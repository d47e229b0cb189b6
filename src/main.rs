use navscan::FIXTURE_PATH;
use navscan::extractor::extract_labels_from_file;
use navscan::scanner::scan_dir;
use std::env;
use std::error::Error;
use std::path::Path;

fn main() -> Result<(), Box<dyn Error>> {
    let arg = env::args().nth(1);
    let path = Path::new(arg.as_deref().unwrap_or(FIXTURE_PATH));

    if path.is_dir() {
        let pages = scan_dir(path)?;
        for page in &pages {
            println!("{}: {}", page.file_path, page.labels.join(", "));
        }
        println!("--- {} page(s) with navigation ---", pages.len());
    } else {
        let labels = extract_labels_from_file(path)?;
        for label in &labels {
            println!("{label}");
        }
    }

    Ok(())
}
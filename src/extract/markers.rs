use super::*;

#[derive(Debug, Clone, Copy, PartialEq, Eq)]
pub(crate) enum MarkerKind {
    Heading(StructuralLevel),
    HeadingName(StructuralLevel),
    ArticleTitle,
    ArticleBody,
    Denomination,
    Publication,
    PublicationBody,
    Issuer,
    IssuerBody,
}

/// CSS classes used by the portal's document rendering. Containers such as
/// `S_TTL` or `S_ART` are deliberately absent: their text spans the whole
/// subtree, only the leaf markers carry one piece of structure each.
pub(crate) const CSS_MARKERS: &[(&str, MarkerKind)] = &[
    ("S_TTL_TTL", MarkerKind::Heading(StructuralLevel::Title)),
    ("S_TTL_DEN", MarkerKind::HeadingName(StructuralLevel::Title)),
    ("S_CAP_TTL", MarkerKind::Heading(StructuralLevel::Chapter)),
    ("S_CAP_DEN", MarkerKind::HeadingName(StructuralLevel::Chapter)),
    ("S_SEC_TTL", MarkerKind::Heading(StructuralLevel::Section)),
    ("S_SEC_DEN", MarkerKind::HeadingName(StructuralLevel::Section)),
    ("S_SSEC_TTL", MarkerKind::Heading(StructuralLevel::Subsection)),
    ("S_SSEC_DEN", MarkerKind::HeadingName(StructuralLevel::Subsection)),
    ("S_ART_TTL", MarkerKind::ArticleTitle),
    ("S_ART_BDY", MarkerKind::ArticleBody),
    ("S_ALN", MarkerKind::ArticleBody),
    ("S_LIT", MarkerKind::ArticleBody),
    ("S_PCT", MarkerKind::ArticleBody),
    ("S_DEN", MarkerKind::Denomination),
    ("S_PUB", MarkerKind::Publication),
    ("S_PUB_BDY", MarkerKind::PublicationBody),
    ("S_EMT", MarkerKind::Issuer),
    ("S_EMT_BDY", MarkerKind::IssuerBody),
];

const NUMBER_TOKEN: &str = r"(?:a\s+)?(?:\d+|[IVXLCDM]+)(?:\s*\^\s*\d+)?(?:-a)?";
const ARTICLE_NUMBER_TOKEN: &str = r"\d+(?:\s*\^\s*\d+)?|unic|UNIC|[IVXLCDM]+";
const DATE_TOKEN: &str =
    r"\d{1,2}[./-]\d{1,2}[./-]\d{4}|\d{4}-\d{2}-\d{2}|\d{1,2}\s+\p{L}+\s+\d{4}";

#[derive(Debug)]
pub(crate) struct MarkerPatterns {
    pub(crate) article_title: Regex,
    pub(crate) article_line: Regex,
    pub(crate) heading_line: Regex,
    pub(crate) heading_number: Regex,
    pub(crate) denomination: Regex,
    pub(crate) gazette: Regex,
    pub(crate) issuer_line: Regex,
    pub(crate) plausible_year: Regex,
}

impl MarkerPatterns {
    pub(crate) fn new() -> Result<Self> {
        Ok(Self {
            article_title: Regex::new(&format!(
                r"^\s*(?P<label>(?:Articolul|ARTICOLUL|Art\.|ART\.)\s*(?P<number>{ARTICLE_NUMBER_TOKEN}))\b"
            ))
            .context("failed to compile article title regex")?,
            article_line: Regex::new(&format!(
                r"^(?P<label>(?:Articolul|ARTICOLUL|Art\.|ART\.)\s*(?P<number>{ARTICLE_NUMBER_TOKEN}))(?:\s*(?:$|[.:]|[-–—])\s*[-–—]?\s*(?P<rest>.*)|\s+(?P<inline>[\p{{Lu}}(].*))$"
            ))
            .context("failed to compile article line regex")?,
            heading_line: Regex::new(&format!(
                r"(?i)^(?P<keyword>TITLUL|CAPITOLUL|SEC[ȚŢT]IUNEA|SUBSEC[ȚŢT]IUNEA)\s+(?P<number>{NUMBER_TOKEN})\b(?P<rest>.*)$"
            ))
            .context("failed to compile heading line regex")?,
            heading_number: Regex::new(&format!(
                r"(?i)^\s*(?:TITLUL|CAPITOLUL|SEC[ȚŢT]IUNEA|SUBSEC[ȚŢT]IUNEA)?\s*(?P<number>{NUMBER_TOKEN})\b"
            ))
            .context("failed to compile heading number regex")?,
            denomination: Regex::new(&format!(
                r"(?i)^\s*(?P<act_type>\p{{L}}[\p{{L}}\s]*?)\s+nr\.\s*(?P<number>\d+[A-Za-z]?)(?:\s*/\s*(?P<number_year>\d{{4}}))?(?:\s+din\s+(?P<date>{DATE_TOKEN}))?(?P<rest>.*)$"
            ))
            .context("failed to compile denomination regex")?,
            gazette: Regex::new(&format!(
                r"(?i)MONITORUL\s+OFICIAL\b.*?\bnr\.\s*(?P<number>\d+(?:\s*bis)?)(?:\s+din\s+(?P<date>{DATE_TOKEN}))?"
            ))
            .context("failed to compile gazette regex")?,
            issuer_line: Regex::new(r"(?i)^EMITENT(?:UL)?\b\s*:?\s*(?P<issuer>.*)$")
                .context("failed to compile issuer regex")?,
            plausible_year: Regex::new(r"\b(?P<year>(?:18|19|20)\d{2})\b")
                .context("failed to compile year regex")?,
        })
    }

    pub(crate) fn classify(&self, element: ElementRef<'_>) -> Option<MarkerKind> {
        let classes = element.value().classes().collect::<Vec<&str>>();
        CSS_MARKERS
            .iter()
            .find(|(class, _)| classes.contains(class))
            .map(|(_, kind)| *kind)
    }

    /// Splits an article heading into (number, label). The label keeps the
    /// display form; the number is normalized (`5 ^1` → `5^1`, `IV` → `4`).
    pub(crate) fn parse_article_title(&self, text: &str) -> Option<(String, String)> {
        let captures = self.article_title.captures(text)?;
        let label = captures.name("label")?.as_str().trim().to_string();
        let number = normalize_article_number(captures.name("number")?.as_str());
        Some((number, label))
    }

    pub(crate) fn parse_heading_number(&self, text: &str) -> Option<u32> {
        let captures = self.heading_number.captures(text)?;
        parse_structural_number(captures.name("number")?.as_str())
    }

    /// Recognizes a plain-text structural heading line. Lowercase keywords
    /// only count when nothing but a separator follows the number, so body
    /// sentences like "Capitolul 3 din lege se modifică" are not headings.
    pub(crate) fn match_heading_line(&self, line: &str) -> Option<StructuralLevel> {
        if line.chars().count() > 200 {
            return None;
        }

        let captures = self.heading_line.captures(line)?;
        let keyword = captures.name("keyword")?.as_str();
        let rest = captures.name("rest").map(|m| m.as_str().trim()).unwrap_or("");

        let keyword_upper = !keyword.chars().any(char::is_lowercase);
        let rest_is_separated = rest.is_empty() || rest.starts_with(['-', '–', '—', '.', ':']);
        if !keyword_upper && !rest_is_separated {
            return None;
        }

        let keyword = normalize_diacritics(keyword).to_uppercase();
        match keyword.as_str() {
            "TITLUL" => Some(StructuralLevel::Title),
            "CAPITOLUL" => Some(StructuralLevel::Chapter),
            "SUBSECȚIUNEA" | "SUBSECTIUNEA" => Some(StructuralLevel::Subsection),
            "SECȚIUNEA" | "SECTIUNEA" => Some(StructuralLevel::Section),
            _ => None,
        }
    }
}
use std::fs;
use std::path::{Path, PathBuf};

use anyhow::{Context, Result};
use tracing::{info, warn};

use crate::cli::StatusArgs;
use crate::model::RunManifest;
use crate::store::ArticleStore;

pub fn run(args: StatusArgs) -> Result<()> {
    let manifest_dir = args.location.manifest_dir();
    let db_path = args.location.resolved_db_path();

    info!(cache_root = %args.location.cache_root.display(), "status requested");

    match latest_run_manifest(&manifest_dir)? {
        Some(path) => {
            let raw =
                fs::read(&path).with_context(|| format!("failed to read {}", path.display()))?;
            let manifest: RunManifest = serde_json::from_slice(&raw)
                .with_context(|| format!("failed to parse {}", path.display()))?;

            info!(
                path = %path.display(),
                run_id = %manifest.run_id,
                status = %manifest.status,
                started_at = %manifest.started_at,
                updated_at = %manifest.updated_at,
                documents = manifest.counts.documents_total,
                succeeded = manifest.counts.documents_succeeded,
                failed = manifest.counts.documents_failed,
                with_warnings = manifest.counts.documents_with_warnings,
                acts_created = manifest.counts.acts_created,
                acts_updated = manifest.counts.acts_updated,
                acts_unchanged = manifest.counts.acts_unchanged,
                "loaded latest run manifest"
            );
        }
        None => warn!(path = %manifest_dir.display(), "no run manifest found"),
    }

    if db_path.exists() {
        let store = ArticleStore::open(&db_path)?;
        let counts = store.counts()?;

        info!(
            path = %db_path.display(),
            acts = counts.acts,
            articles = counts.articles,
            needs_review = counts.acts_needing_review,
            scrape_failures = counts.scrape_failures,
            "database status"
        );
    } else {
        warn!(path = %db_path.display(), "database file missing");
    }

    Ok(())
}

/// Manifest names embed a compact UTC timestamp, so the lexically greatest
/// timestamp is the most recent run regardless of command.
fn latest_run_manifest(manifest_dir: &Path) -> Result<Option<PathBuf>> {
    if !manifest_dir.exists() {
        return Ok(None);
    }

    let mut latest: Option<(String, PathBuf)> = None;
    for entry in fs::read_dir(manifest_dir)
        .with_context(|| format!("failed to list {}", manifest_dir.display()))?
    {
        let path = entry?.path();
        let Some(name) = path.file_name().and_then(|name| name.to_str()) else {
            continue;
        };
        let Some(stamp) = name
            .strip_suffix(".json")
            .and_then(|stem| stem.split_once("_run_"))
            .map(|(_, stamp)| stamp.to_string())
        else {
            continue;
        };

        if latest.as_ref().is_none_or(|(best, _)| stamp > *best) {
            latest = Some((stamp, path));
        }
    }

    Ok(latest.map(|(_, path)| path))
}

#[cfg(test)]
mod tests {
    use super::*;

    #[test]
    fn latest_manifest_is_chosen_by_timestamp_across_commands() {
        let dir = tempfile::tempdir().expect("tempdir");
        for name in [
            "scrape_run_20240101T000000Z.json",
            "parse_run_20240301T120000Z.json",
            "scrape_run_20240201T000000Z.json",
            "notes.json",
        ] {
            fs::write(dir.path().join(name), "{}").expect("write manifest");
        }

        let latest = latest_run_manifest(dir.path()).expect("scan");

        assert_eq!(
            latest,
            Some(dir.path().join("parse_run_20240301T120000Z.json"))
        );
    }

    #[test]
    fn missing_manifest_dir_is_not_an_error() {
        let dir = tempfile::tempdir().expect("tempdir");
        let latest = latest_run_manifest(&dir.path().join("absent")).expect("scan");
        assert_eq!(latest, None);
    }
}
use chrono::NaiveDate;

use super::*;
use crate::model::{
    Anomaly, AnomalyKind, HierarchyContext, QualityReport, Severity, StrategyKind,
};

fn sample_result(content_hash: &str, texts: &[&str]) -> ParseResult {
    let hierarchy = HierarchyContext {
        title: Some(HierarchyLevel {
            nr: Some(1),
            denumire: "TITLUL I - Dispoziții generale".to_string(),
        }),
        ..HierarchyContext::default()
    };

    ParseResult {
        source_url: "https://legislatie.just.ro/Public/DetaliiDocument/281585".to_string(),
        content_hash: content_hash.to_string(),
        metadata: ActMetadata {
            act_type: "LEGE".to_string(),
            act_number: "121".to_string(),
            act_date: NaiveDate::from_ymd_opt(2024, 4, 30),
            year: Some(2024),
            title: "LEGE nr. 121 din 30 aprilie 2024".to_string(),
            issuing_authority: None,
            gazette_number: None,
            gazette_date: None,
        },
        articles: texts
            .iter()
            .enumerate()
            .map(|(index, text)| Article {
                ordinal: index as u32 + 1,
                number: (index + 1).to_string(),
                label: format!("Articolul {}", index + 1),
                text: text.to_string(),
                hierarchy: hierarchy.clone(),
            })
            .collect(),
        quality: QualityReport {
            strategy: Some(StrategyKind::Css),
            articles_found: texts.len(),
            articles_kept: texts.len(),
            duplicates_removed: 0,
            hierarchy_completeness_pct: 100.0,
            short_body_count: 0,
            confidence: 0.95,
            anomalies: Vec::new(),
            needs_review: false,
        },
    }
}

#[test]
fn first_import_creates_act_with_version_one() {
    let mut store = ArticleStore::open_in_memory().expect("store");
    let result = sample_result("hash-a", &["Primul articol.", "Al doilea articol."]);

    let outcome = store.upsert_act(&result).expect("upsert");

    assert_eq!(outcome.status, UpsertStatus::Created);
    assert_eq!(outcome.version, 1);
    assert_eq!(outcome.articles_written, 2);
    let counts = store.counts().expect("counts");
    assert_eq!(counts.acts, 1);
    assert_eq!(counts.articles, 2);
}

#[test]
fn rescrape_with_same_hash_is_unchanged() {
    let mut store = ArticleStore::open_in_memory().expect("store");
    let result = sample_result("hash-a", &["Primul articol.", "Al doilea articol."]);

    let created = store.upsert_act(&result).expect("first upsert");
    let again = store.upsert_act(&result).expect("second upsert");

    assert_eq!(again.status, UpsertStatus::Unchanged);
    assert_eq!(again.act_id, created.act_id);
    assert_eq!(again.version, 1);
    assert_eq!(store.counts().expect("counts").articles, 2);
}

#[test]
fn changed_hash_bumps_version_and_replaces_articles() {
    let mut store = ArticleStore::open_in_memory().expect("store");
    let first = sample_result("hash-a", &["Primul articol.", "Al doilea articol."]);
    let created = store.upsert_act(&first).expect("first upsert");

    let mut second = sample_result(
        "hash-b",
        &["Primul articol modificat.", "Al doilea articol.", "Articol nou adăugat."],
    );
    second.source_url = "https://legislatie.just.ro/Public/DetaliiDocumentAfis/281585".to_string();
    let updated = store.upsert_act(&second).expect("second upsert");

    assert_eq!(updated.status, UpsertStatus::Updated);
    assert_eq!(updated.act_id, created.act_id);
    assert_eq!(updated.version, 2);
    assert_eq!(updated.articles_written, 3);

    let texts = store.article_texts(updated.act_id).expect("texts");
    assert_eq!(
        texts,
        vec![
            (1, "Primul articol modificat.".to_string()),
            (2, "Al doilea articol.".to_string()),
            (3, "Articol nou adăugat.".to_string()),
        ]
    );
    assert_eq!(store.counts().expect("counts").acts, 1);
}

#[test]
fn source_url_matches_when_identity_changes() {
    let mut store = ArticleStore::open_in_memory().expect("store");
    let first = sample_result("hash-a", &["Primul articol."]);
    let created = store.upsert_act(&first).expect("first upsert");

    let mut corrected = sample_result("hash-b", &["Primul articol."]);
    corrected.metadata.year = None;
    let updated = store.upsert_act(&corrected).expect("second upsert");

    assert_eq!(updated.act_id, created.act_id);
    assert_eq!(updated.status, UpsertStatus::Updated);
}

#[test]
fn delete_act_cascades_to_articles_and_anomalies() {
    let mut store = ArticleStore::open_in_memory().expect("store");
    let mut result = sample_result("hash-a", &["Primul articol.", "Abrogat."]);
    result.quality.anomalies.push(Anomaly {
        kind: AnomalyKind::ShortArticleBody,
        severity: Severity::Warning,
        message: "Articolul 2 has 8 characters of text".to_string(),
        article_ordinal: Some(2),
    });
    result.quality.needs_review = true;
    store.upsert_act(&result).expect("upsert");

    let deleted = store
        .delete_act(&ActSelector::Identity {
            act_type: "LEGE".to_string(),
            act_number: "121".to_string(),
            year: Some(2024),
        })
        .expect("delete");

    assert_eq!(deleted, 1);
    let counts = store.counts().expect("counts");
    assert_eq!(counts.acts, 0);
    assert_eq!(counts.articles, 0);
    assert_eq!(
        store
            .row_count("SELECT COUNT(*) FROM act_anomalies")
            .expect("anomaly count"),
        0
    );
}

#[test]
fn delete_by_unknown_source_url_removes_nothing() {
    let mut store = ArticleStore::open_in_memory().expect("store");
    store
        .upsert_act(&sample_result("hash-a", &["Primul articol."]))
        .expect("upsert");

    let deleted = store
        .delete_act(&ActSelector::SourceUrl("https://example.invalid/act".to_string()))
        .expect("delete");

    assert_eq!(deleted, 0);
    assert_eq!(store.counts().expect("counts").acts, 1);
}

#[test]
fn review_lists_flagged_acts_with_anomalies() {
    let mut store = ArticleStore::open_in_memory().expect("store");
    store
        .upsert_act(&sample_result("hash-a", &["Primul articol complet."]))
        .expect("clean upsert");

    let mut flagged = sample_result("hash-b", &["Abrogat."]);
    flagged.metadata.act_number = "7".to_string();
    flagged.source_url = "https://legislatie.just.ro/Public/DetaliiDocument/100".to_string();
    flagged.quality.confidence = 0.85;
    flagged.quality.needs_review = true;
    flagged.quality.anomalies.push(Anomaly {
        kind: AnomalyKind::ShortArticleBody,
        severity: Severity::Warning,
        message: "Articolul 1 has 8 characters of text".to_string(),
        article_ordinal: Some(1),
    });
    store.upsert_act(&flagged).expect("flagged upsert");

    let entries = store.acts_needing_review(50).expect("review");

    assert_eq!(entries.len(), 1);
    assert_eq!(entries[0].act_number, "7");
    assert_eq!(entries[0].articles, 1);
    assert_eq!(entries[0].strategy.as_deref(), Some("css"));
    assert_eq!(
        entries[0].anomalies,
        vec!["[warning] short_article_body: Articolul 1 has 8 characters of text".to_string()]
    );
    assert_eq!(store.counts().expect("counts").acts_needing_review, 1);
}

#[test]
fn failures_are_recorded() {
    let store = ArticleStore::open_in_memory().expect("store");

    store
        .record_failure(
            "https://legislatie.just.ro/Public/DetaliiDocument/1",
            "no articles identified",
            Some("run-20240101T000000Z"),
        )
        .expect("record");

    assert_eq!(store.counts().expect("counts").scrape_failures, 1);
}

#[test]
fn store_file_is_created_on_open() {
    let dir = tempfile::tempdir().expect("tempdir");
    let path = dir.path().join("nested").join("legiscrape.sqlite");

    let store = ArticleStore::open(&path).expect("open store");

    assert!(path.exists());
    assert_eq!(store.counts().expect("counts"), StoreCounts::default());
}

**Task brief**
Reproduce the records above exactly, from the first line to the line that holds "let path = Path::new(arg.as_deref().unwrap_or(FIXTURE_PATH));", inclusive, and omit everything after it.

**Response box**
repository d47e229b0cb189b6
filename src/main.rs
use navscan::FIXTURE_PATH;
use navscan::extractor::extract_labels_from_file;
use navscan::scanner::scan_dir;
use std::env;
use std::error::Error;
use std::path::Path;

fn main() -> Result<(), Box<dyn Error>> {
    let arg = env::args().nth(1);
    let path = Path::new(arg.as_deref().unwrap_or(FIXTURE_PATH));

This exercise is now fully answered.